Он чуть не плакал, произнося последние слова. Настасья Андреевна ничего не понимала.
– Куда ехать? – пугливо спросила она.
– Боже мой! за границу.
Настасье Андреевне вдруг показалось в темном углу строгое лицо мачехи, вооруженной связкою ключей. Она покачала головой.
– Просите, умоляйте ее! – сказал учитель.
– Я… я не смею! – грустно и решительно ответила Настасья Андреевна.
Учитель замолчал, печально повесив голову на грудь. Долго они просидели молча. Он первый прервал молчание, сказав:
– Я надеюсь, я даже уверен, что мы еще будем продолжать наши уроки. Я иначе не возьму места, как по соседству вас, с условием, чтоб я мог хоть раз в неделю, хоть раз в месяц приезжать к вам.
– Неужели… да будет ли возможно? – радостно заметила Настасья Андреевна.
– Я всё употреблю; но самое лучшее, если бы…
Учитель тяжело вздохнул и тихо продолжал:
– Если бы ваша мачеха согласилась взять меня хоть в управляющие.
На лице Настасьи Андреевны показался испуг, и она потупила глаза.
– Я на всё согласился бы!.. – продолжал учитель, вопросительно глядя на нее.
Она не знала, куда деться, не смела поднять глаз. Учитель молчал.
На лице Настасьи Андреевны выражалось страшное волнение; она, казалось, хотела что-то сказать, но не решалась.
Время между тем шло, свечи давно догорели, и дневной свет освещал комнату. Опомнясь, она с ужасом вскрикнула:
– Боже, уж светло!
– Да, пора укладываться! – печально сказал учитель и медленно вышел.
Настасья Андреевна как прикованная осталась на своем месте. Учитель скоро возвратился, таща запыленную корзину, наполненную нотами. Поставив ее у ног своей ученицы, он сказал дрожащим голосом:
– Вот всё, что я могу оставить вам. Флигель принадлежит вашей мачехе. Прощайте!
Настасья Андреевна страшно побледнела и сжала свои губы, как будто стараясь удержать стон.
– Ах! – сказал учитель. – У меня есть еще одна вещь, которую я, кроме вас, никому, никому не отдал бы!
И он поспешно вышел.
Настасья Андреевна склонила голову на подушку дивана, и из ее груди вырвался стон; но учитель опять вошел в комнату, и она собрала все свои силы, чтоб казаться спокойною.
Учитель подал ей нотный лист с поправками, обделанный в рамку под стеклом. То был факсимиль Бетховена.
Настасья Андреевна не решалась брать: она знала, как дорожил им учитель.
– Возьмите, возьмите! – сказал он. – Вы имеете право иметь его.
Она радостно взяла листок и глазами поблагодарила его, потом робко вынула из кармана нотный листок, тоже исписанный, но весьма тщательно, и, вспыхнув, сказала, подавая его учителю:
– А я… я сочинила прощальный вальс…
Учитель быстро бросился с нотным листком к флигелю и стал его разыгрывать, по временам делая поправки карандашом.
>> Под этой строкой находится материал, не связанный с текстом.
use async_trait::async_trait;
use chrono::{DateTime, Utc};
use serde::{Deserialize, de::DeserializeOwned};
use std::{fmt, time::Duration};
use tracing::{debug, instrument, warn};

use crate::{
    Config,
    error::{ConfigError, WeatherError},
    forecast::pick_daily,
    format::{round_to_tenth, title_case},
    model::{ForecastDay, ForecastResult, WeatherResult},
    transport::{ReqwestTransport, Transport},
};

use super::WeatherService;

const CURRENT_ENDPOINT: &str = "weather";
const FORECAST_ENDPOINT: &str = "forecast";

/// Client for the OpenWeather current-weather and 5-day forecast endpoints.
pub struct OpenWeatherClient<T = ReqwestTransport> {
    api_key: String,
    base_url: String,
    timeout: Duration,
    transport: T,
}

impl OpenWeatherClient {
    /// Build a client with the reqwest transport. Fails if no API key is configured.
    pub fn from_config(config: &Config) -> Result<Self, ConfigError> {
        let api_key = config.api_key()?;
        let transport = ReqwestTransport::new()?;
        Self::with_transport(api_key, &config.base_url, config.timeout(), transport)
    }
}

impl<T: Transport> OpenWeatherClient<T> {
    pub fn with_transport(
        api_key: impl Into<String>,
        base_url: &str,
        timeout: Duration,
        transport: T,
    ) -> Result<Self, ConfigError> {
        let api_key = api_key.into();
        if api_key.trim().is_empty() {
            return Err(ConfigError::MissingApiKey);
        }

        Ok(Self {
            api_key,
            base_url: base_url.trim_end_matches('/').to_string(),
            timeout,
            transport,
        })
    }

    async fn fetch<R: DeserializeOwned>(&self, endpoint: &str, city: &str) -> Result<R, WeatherError> {
        let url = format!("{}/{}", self.base_url, endpoint);
        let params = [("q", city), ("appid", self.api_key.as_str()), ("units", "metric")];

        debug!(%url, "querying OpenWeather");

        let body = self
            .transport
            .fetch_json(&url, &params, self.timeout)
            .await
            .map_err(|e| {
                warn!(error = %e, endpoint, "OpenWeather request failed");
                WeatherError::from_transport(e, city)
            })?;

        serde_json::from_value(body).map_err(|e| {
            warn!(error = %e, endpoint, "unexpected OpenWeather payload");
            WeatherError::unexpected(format!("unexpected {endpoint} payload: {e}"))
        })
    }
}

impl<T: Transport> fmt::Debug for OpenWeatherClient<T> {
    fn fmt(&self, f: &mut fmt::Formatter<'_>) -> fmt::Result {
        f.debug_struct("OpenWeatherClient")
            .field("base_url", &self.base_url)
            .field("timeout", &self.timeout)
            .field("transport", &self.transport)
            .finish_non_exhaustive()
    }
}

fn validate_city(city: &str) -> Result<&str, WeatherError> {
    let city = city.trim();
    if city.is_empty() {
        return Err(WeatherError::EmptyCity);
    }
    Ok(city)
}

fn first_condition(weather: &[OwCondition]) -> Result<&OwCondition, WeatherError> {
    weather
        .first()
        .ok_or_else(|| WeatherError::unexpected("OpenWeather response contained no conditions"))
}

fn weekday_abbrev(ts: i64) -> Result<String, WeatherError> {
    DateTime::<Utc>::from_timestamp(ts, 0)
        .map(|dt| dt.format("%a").to_string())
        .ok_or_else(|| WeatherError::unexpected(format!("timestamp out of range: {ts}")))
}

#[derive(Debug, Deserialize)]
struct OwCondition {
    description: String,
    icon: String,
}

#[derive(Debug, Deserialize)]
struct OwCurrentMain {
    temp: f64,
    feels_like: f64,
    humidity: u8,
}

#[derive(Debug, Deserialize)]
struct OwSys {
    #[serde(default)]
    country: String,
}

#[derive(Debug, Deserialize)]
struct OwWind {
    speed: f64,
}

#[derive(Debug, Deserialize)]
struct OwCurrentResponse {
    name: String,
    sys: OwSys,
    main: OwCurrentMain,
    weather: Vec<OwCondition>,
    wind: OwWind,
}

#[derive(Debug, Deserialize)]
struct OwForecastMain {
    temp_min: f64,
    temp_max: f64,
    humidity: u8,
}

#[derive(Debug, Deserialize)]
struct OwForecastEntry {
    dt: i64,
    dt_txt: String,
    main: OwForecastMain,
    weather: Vec<OwCondition>,
}

#[derive(Debug, Deserialize)]
struct OwCity {
    name: String,
}

#[derive(Debug, Deserialize)]
struct OwForecastResponse {
    city: OwCity,
    list: Vec<OwForecastEntry>,
}

impl OwCurrentResponse {
    fn into_result(self) -> Result<WeatherResult, WeatherError> {
        let condition = first_condition(&self.weather)?;

        Ok(WeatherResult {
            success: true,
            country: self.sys.country,
            temperature: round_to_tenth(self.main.temp),
            feels_like: round_to_tenth(self.main.feels_like),
            humidity: self.main.humidity,
            condition: title_case(&condition.description),
            icon: condition.icon.clone(),
            wind_speed: self.wind.speed,
            city: self.name,
        })
    }
}

impl OwForecastEntry {
    fn to_day(&self) -> Result<ForecastDay, WeatherError> {
        let condition = first_condition(&self.weather)?;
        let date = self.dt_txt.split_once(' ').map_or(self.dt_txt.as_str(), |(date, _)| date);

        Ok(ForecastDay {
            date: date.to_string(),
            day: weekday_abbrev(self.dt)?,
            temp_min: round_to_tenth(self.main.temp_min),
            temp_max: round_to_tenth(self.main.temp_max),
            condition: title_case(&condition.description),
            icon: condition.icon.clone(),
            humidity: self.main.humidity,
        })
    }
}

#[async_trait]
impl<T: Transport> WeatherService for OpenWeatherClient<T> {
    #[instrument(skip(self))]
    async fn current_weather(&self, city: &str) -> Result<WeatherResult, WeatherError> {
        let city = validate_city(city)?;

        let parsed: OwCurrentResponse = self.fetch(CURRENT_ENDPOINT, city).await?;
        parsed.into_result()
    }

    #[instrument(skip(self))]
    async fn forecast(&self, city: &str) -> Result<ForecastResult, WeatherError> {
        let city = validate_city(city)?;

        let parsed: OwForecastResponse = self.fetch(FORECAST_ENDPOINT, city).await?;
        debug!(entries = parsed.list.len(), "bucketing forecast entries");

        let forecast = pick_daily(&parsed.list, |entry| entry.dt_txt.as_str())?
            .into_iter()
            .map(OwForecastEntry::to_day)
            .collect::<Result<Vec<_>, _>>()?;

        Ok(ForecastResult { success: true, city: parsed.city.name, forecast })
    }
}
Потом он пригласил ее играть в четыре руки (так был написан вальс). Они повторяли его раз десять; учитель хвалил его. Настасья Андреевна была счастлива.
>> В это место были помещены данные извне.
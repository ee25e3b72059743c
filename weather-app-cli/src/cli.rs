use anyhow::{Context, bail};
use clap::{Parser, Subcommand};
use inquire::{Password, PasswordDisplayMode};
use serde_json::{Map, Value, json};
use std::process::ExitCode;
use tracing::debug;
use weather_app_core::{
    Config, Request, Response, Router,
    router::{FORECAST_PATH, HEALTH_PATH, Method, WEATHER_PATH},
    service_from_config,
};

/// Top-level CLI struct.
#[derive(Debug, Parser)]
#[command(name = "weather-app", version, about = "Run single requests through the weather-app handler")]
pub struct Cli {
    /// Log at debug level.
    #[arg(short, long, global = true)]
    pub verbose: bool,

    /// Emit logs as JSON lines.
    #[arg(long, global = true)]
    pub json_logs: bool,

    #[command(subcommand)]
    pub command: Command,
}

#[derive(Debug, Subcommand)]
pub enum Command {
    /// Store the OpenWeather API key in the config file.
    Configure,

    /// Health check (`GET /api/health`).
    Health,

    /// Current weather for a city (`POST /api/weather`).
    Current {
        /// City name, e.g. "London" or "Paris,FR".
        city: String,
    },

    /// Five-day forecast for a city (`POST /api/forecast`).
    Forecast {
        /// City name, e.g. "London" or "Paris,FR".
        city: String,
    },

    /// Route an arbitrary request, the way a serverless host would.
    Invoke {
        #[arg(long, default_value = "GET")]
        method: String,

        #[arg(long)]
        path: String,

        /// Raw request body.
        #[arg(long)]
        body: Option<String>,
    },
}

impl Command {
    /// The request this command routes, or `None` for local-only commands.
    fn to_request(&self) -> anyhow::Result<Option<Request>> {
        let request = match self {
            Command::Configure => return Ok(None),
            Command::Health => Request::new(Method::GET, HEALTH_PATH),
            Command::Current { city } => city_request(WEATHER_PATH, city),
            Command::Forecast { city } => city_request(FORECAST_PATH, city),
            Command::Invoke { method, path, body } => {
                let method = Method::from_bytes(method.to_uppercase().as_bytes())
                    .with_context(|| format!("Invalid HTTP method '{method}'"))?;
                Request::new(method, path.as_str()).with_body(body.clone().unwrap_or_default())
            }
        };

        Ok(Some(request))
    }
}

impl Cli {
    pub async fn run(self) -> anyhow::Result<ExitCode> {
        let Some(request) = self.command.to_request()? else {
            configure()?;
            return Ok(ExitCode::SUCCESS);
        };

        let config = Config::load()?;
        debug!(?config, "loaded configuration");

        let router = Router::new(service_from_config(&config));
        let response = router.handle(&request).await;

        println!("{}", render(&response)?);

        Ok(if response.status.is_success() { ExitCode::SUCCESS } else { ExitCode::FAILURE })
    }
}

fn city_request(path: &str, city: &str) -> Request {
    Request::new(Method::POST, path).with_body(json!({ "city": city }).to_string())
}

fn configure() -> anyhow::Result<()> {
    let path = Config::config_file_path()?;
    let mut config = Config::load_from(&path)?;

    let api_key = Password::new("OpenWeather API key:")
        .without_confirmation()
        .with_display_mode(PasswordDisplayMode::Masked)
        .prompt()
        .context("Failed to read API key")?;

    let api_key = api_key.trim();
    if api_key.is_empty() {
        bail!("API key cannot be empty");
    }

    config.set_api_key(api_key.to_string());
    config.save_to(&path)?;

    println!("Saved API key to {}", path.display());
    Ok(())
}

/// Render a response as `{status, headers, body}`.
fn render(response: &Response) -> anyhow::Result<String> {
    let headers: Map<String, Value> = response
        .headers
        .iter()
        .filter_map(|(name, value)| {
            value.to_str().ok().map(|v| (name.as_str().to_string(), Value::from(v)))
        })
        .collect();

    let out = json!({
        "status": response.status.as_u16(),
        "headers": headers,
        "body": response.body,
    });

    serde_json::to_string_pretty(&out).context("Failed to render response")
}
Солнце взошло и осветило утомленные лица играющих. Горничная Настасьи Андреевны вошла в комнату и пугливо сказала:
– Барышня, барыня встает!
Настасья Андреевна вздрогнула, выскочила из-за флигеля, но в ту же минуту опять села и покойно сказала:
– Хорошо!
Горничная вышла.
– На вас будут сердиться: идите! – заботливо заметил учитель.
– Пусть сердятся! – холодно отвечала Настасья Андреевна и с отчаянием прибавила: – Может быть, в последний раз мы играем…
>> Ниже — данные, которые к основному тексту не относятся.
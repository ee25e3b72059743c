//! Integration tests for the OpenWeather client and router using wiremock
//!
//! These drive the real reqwest transport against a mock HTTP server.

use std::time::Duration;

use serde_json::json;
use weather_app_core::{
    Config, Request, Router, WeatherError, WeatherService, router::Method, router::StatusCode,
    service_from_config,
};
use wiremock::{
    Mock, MockServer, ResponseTemplate,
    matchers::{method, path, query_param},
};

fn sample_current_response() -> serde_json::Value {
    json!({
        "coord": { "lon": -0.1257, "lat": 51.5085 },
        "weather": [{ "id": 500, "main": "Rain", "description": "light rain", "icon": "10d" }],
        "base": "stations",
        "main": {
            "temp": 14.56,
            "feels_like": 14.05,
            "temp_min": 13.2,
            "temp_max": 15.6,
            "pressure": 1012,
            "humidity": 82
        },
        "visibility": 10000,
        "wind": { "speed": 4.63, "deg": 240 },
        "clouds": { "all": 75 },
        "dt": 1715342400,
        "sys": { "country": "GB", "sunrise": 1715314253, "sunset": 1715369964 },
        "timezone": 3600,
        "id": 2643743,
        "name": "London",
        "cod": 200
    })
}

fn sample_forecast_response() -> serde_json::Value {
    // 2024-05-10 00:00:00 UTC
    let start = 1_715_299_200_i64;
    let list: Vec<_> = (0..40)
        .map(|i| {
            let dt = start + i * 3 * 3600;
            let hour = (i % 8) * 3;
            let date = 10 + i / 8;
            json!({
                "dt": dt,
                "main": { "temp": 15.0, "temp_min": 10.0 + i as f64, "temp_max": 17.25, "humidity": 50 + i },
                "weather": [{ "id": 800, "main": "Clear", "description": "clear sky", "icon": "01d" }],
                "dt_txt": format!("2024-05-{date:02} {hour:02}:00:00")
            })
        })
        .collect();

    json!({
        "cod": "200",
        "cnt": 40,
        "list": list,
        "city": { "id": 2950159, "name": "Berlin", "country": "DE", "timezone": 7200 }
    })
}

fn config_for(server: &MockServer) -> Config {
    let mut cfg = Config::default();
    cfg.set_api_key("TEST_KEY".into());
    cfg.base_url = server.uri();
    cfg.timeout_secs = 1;
    cfg
}

#[allow(clippy::expect_used)]
fn service_for(cfg: &Config) -> std::sync::Arc<dyn WeatherService> {
    service_from_config(cfg).expect("service")
}

async fn mount(server: &MockServer, endpoint: &str, response: ResponseTemplate) {
    Mock::given(method("GET"))
        .and(path(endpoint))
        .respond_with(response)
        .mount(server)
        .await;
}

// ============================================================================
// Success scenarios
// ============================================================================

#[tokio::test]
async fn current_weather_success() {
    let server = MockServer::start().await;
    Mock::given(method("GET"))
        .and(path("/weather"))
        .and(query_param("q", "London"))
        .and(query_param("appid", "TEST_KEY"))
        .and(query_param("units", "metric"))
        .respond_with(ResponseTemplate::new(200).set_body_json(sample_current_response()))
        .expect(1)
        .mount(&server)
        .await;

    let service = service_for(&config_for(&server));
    let result = service.current_weather("London").await.expect("weather");

    assert_eq!(result.city, "London");
    assert_eq!(result.country, "GB");
    assert_eq!(result.temperature, 14.6);
    assert_eq!(result.feels_like, 14.1);
    assert_eq!(result.humidity, 82);
    assert_eq!(result.condition, "Light Rain");
    assert_eq!(result.icon, "10d");
    assert_eq!(result.wind_speed, 4.63);
}

#[tokio::test]
async fn forecast_success() {
    let server = MockServer::start().await;
    mount(&server, "/forecast", ResponseTemplate::new(200).set_body_json(sample_forecast_response())).await;

    let service = service_for(&config_for(&server));
    let result = service.forecast("Berlin").await.expect("forecast");

    assert_eq!(result.city, "Berlin");
    assert_eq!(result.forecast.len(), 5);

    let first = &result.forecast[0];
    assert_eq!(first.date, "2024-05-10");
    assert_eq!(first.day, "Fri");
    // 12:00 is the fifth entry of the day.
    assert_eq!(first.temp_min, 14.0);
    assert_eq!(first.temp_max, 17.3);
    assert_eq!(first.humidity, 54);

    let last = &result.forecast[4];
    assert_eq!(last.date, "2024-05-14");
    assert_eq!(last.day, "Tue");
}

// ============================================================================
// Error scenarios
// ============================================================================

#[tokio::test]
async fn unknown_city_is_not_found() {
    let server = MockServer::start().await;
    mount(
        &server,
        "/weather",
        ResponseTemplate::new(404).set_body_json(json!({ "cod": "404", "message": "city not found" })),
    )
    .await;

    let service = service_for(&config_for(&server));
    let err = service.current_weather("Atlantis").await.unwrap_err();

    assert_eq!(err, WeatherError::CityNotFound("Atlantis".into()));
}

#[tokio::test]
async fn unauthorized_wraps_status() {
    let server = MockServer::start().await;
    mount(&server, "/forecast", ResponseTemplate::new(401).set_body_string("Invalid API key")).await;

    let service = service_for(&config_for(&server));
    let err = service.forecast("Berlin").await.unwrap_err();

    assert_eq!(err, WeatherError::Upstream(StatusCode::UNAUTHORIZED));
    assert!(!err.to_string().contains("TEST_KEY"));
}

#[tokio::test]
async fn slow_upstream_times_out() {
    let server = MockServer::start().await;
    mount(
        &server,
        "/weather",
        ResponseTemplate::new(200)
            .set_body_json(sample_current_response())
            .set_delay(Duration::from_secs(3)),
    )
    .await;

    let service = service_for(&config_for(&server));
    let err = service.current_weather("London").await.unwrap_err();

    assert_eq!(err, WeatherError::Timeout);
}

#[tokio::test]
async fn refused_connection_is_reported() {
    let mut cfg = Config::default();
    cfg.set_api_key("TEST_KEY".into());
    cfg.base_url = "http://127.0.0.1:1".into();

    let service = service_for(&cfg);
    let err = service.current_weather("London").await.unwrap_err();

    assert_eq!(err, WeatherError::Connection);
}

#[tokio::test]
async fn garbage_body_is_unexpected() {
    let server = MockServer::start().await;
    mount(&server, "/weather", ResponseTemplate::new(200).set_body_string("<html>oops</html>")).await;

    let service = service_for(&config_for(&server));
    let err = service.current_weather("London").await.unwrap_err();

    assert!(matches!(err, WeatherError::Unexpected { .. }));
}

// ============================================================================
// Through the router
// ============================================================================

#[tokio::test]
async fn router_end_to_end() {
    let server = MockServer::start().await;
    mount(&server, "/weather", ResponseTemplate::new(200).set_body_json(sample_current_response())).await;
    mount(&server, "/forecast", ResponseTemplate::new(404)).await;

    let router = Router::new(service_from_config(&config_for(&server)));

    let ok = router
        .handle(&Request::new(Method::POST, "/api/weather").with_body(r#"{"city":"London"}"#))
        .await;
    assert_eq!(ok.status, StatusCode::OK);
    assert_eq!(ok.body.as_ref().map(|b| b["temperature"].clone()), Some(json!(14.6)));

    let missing = router
        .handle(&Request::new(Method::POST, "/api/forecast").with_body(r#"{"city":"Nowhere"}"#))
        .await;
    assert_eq!(missing.status, StatusCode::BAD_REQUEST);
    assert!(missing.body_text().contains("Nowhere"));
}

#[tokio::test]
async fn router_without_key_never_calls_upstream() {
    let server = MockServer::start().await;
    Mock::given(method("GET"))
        .respond_with(ResponseTemplate::new(200))
        .expect(0)
        .mount(&server)
        .await;

    let mut cfg = config_for(&server);
    cfg.api_key = None;
    let router = Router::new(service_from_config(&cfg));

    let response = router
        .handle(&Request::new(Method::POST, "/api/weather").with_body(r#"{"city":"London"}"#))
        .await;

    assert_eq!(response.status, StatusCode::INTERNAL_SERVER_ERROR);
}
И она поспешила заглушить эти слова громким аккордом.
Горничная опять вошла в комнату, сказав:
– Барыня вас зовет!
– Иду! – твердо отвечала Настасья Андреевна.
И, дождавшись, когда горничная вышла, она схватила руку учителя, с чувством пожала ее и выбежала из комнаты.
Настасья Андреевна была встречена строгим и пытливым взглядом старухи, за которым следовал вопрос:
– Что это значит? вас нужно ждать!
Настасья Андреевна молчала.
– Всё ли готово для вашего брата? – оглядывая ее с ног до головы, тем же тоном спросила старуха.
– Еще с вечера всё было уложено, – отвечала Настасья Андреевна.
– Отчего же вы опоздали к чаю?.. – спросила старуха таким тоном, что Настасья Андреевна побледнела.
Приход учителя и брата прекратил тяжелую сцену. Настасья Андреевна занялась чаем.